Basic Usage

Assuming that you have a dataset in the form of a scanpy/AnnData object adata.

First, import the module:

from scmer import UmapL1

Then, if you want to train the model with a given strength of l1-regularization:

model = UmapL1(lasso=1e-3).fit(adata.X)

Or, if you want to keep a specific number of features:

model_20 = UmapL1.tune(target_n_features=20, X=adata.X)

It will perform a binary search on strength of l1-regularization to find the one giving desired number of features.

To retain only the selected markers

selected_adata = model.transform(adata)

Note that the model has a space complexity of O(n^2), where n is the number of cells. Thus, we recommend that you subsample your data to 5,000 to 10,000 cells. Please refer to “Advanced” section for running on more cells.

Advanced

Marker transfering

To use one set of markers (e.g., mRNA) to fit the cell-cell similarity defined by another set of markers (e.g., protein).

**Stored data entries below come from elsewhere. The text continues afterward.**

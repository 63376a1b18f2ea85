//! The render-and-interact loop.
//!
//! One [`Controller::step`] is one loop iteration:
//!
//! 1. Note the start time.
//! 2. Read a frame. A failed or corrupt read skips straight to 6.
//! 3. Rasterize the grid.
//! 4. With the overlay on: record the frame time and repaint the rate text.
//! 5. With the legend dirty: repaint it and flash the status LED.
//! 6. Flush the canvas. This happens on every iteration, including dropped
//!    frames, so the panel keeps responding.
//! 7. Poll buttons; at most one action applies (see [`crate::buttons`]).
//! 8. Yield briefly.
//!
//! The loop is strictly sequential. The canvas is only written by the stages
//! above, in that order.

use embedded_hal::delay::DelayNs;
use log::{debug, info};

use crate::buttons::ButtonBank;
use crate::canvas::Screen;
use crate::config::{CELL_SIZE, INDICATOR_FLASH_FRAMES, INDICATOR_IDLE, INDICATOR_RANGE_CHANGED, LOOP_YIELD_US};
use crate::frame_rate::{FrameRateMonitor, clear_frame_rate, draw_frame_rate};
use crate::grid::{SensorFrame, rasterize};
use crate::hal::{ButtonPad, Clock, Panel, ThermalSensor};
use crate::legend::render_legend;
use crate::state::{Outcome, ViewState};

/// Result of one loop iteration.
#[derive(Clone, Copy, PartialEq, Eq, Debug)]
pub enum Step {
    /// Keep looping.
    Continue,
    /// The exit button was pressed; stop without touching the canvas again.
    Exit,
}

/// Frame counters reported when the loop ends.
#[derive(Clone, Copy, PartialEq, Eq, Default, Debug)]
pub struct RunSummary {
    pub frames_rendered: u32,
    pub frames_dropped: u32,
}

/// Owns the canvas, the view state and every hardware collaborator.
pub struct Controller<S, P, B, C, D> {
    sensor: S,
    panel: P,
    buttons: B,
    clock: C,
    delay: D,
    canvas: Screen,
    view: ViewState,
    frame_rate: FrameRateMonitor,
    inputs: ButtonBank,
    flash_frames: u8,
    summary: RunSummary,
}

impl<S, P, B, C, D> Controller<S, P, B, C, D>
where
    S: ThermalSensor,
    P: Panel,
    B: ButtonPad,
    C: Clock,
    D: DelayNs,
{
    pub fn new(
        sensor: S,
        panel: P,
        buttons: B,
        clock: C,
        delay: D,
    ) -> Self {
        Self {
            sensor,
            panel,
            buttons,
            clock,
            delay,
            canvas: Screen::new(),
            view: ViewState::new(),
            frame_rate: FrameRateMonitor::new(),
            inputs: ButtonBank::new(),
            flash_frames: 0,
            summary: RunSummary::default(),
        }
    }

    /// Loop until the exit button is pressed.
    pub fn run(&mut self) -> RunSummary {
        info!("Thermal display running (range {}..{})", self.view.range().min(), self.view.range().max());
        self.panel.set_indicator(INDICATOR_IDLE.into());

        while self.step() == Step::Continue {}

        info!(
            "Exit: {} frames rendered, {} dropped",
            self.summary.frames_rendered, self.summary.frames_dropped
        );
        self.summary
    }

    /// Run one loop iteration.
    pub fn step(&mut self) -> Step {
        let start = self.clock.now();

        match self.sensor.read_frame().and_then(|frame| frame.validate().map(|()| frame)) {
            Ok(frame) => self.render(&frame, start),
            Err(err) => {
                // Transient by definition: keep the last image and carry on
                self.summary.frames_dropped += 1;
                debug!("Frame dropped: {err}");
            }
        }

        self.tick_indicator();
        self.panel.flush(&self.canvas);

        if let Some(button) = self.inputs.poll(&mut self.buttons, self.clock.now()) {
            match self.view.apply(button) {
                Outcome::Exit => {
                    info!("Exit button pressed");
                    return Step::Exit;
                }
                Outcome::OverlayHidden => {
                    clear_frame_rate(&mut self.canvas);
                    self.frame_rate.clear();
                }
                Outcome::Unchanged | Outcome::RangeChanged | Outcome::OverlayShown => {}
            }
        }

        self.delay.delay_us(LOOP_YIELD_US);
        Step::Continue
    }

    fn render(
        &mut self,
        frame: &SensorFrame,
        start: core::time::Duration,
    ) {
        rasterize(frame, self.view.range(), CELL_SIZE, &mut self.canvas);
        self.summary.frames_rendered += 1;

        if self.view.debug_overlay() {
            self.frame_rate.record(self.clock.now().saturating_sub(start));
            draw_frame_rate(self.frame_rate.current_rate(), &mut self.canvas);
        }

        if self.view.legend_dirty() {
            render_legend(self.view.range(), &mut self.canvas);
            self.view.mark_legend_drawn();
            self.flash_frames = INDICATOR_FLASH_FRAMES;
            self.panel.set_indicator(INDICATOR_RANGE_CHANGED.into());
        }
    }

    /// Count down the range-changed flash and restore the idle LED after it.
    fn tick_indicator(&mut self) {
        if self.flash_frames == 0 {
            return;
        }
        self.flash_frames -= 1;
        if self.flash_frames == 0 {
            self.panel.set_indicator(INDICATOR_IDLE.into());
        }
    }

    #[inline]
    pub const fn canvas(&self) -> &Screen { &self.canvas }

    #[inline]
    pub const fn view(&self) -> &ViewState { &self.view }

    #[inline]
    pub const fn summary(&self) -> RunSummary { self.summary }

    #[inline]
    pub const fn panel(&self) -> &P { &self.panel }

    /// Current frame-rate readout, zero while the overlay is off.
    #[inline]
    pub fn frame_rate(&self) -> f32 { self.frame_rate.current_rate() }
}

// =============================================================================
// Unit Tests
// =============================================================================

model.fit(rna_adata.X, X_teacher=protein_adata.X)

Batch stratification

To find markers that are important in multiple samples (batches), you can specify batches in fit():

model.fit(rna_adata.X, batches=adata.obs['batch'].values)

The dataset will be separated on the batches given, and the loss will be the sum of losses on all separated datasets. In this way, it will not be lured by the markers that separates the markers.

Incidentally, this approach also reduces the memory requirement. If a dataset with n cells is separate into b batches, the space complexity will reduce from O(n^2) to O(b * (n/b)^2) = O(n^2 / b). Thus, if subsampling is not desired, you may randomly separete the dataset into several batches. (That said, do not define the batches as the cell type labels or any category that is biologically meaningful.)

Predetemined markers

If there are markers you think that should be considered with priority, there are two ways to indicate/enforce it. 1. Use a vector as the parameter lasso, and set the corresponding entries to 0. In this way, you remove l1-regularization for that gene.

model = UmapL1(lasso=[0., 0., 1e-5, 1e-5, 1e-5, ...])
model.fit(rna_adata.X)

Set must_keep to nonzero values

model.fit(rna_adata.X, must_keep=[1., 1., 0., 0., 0., ...])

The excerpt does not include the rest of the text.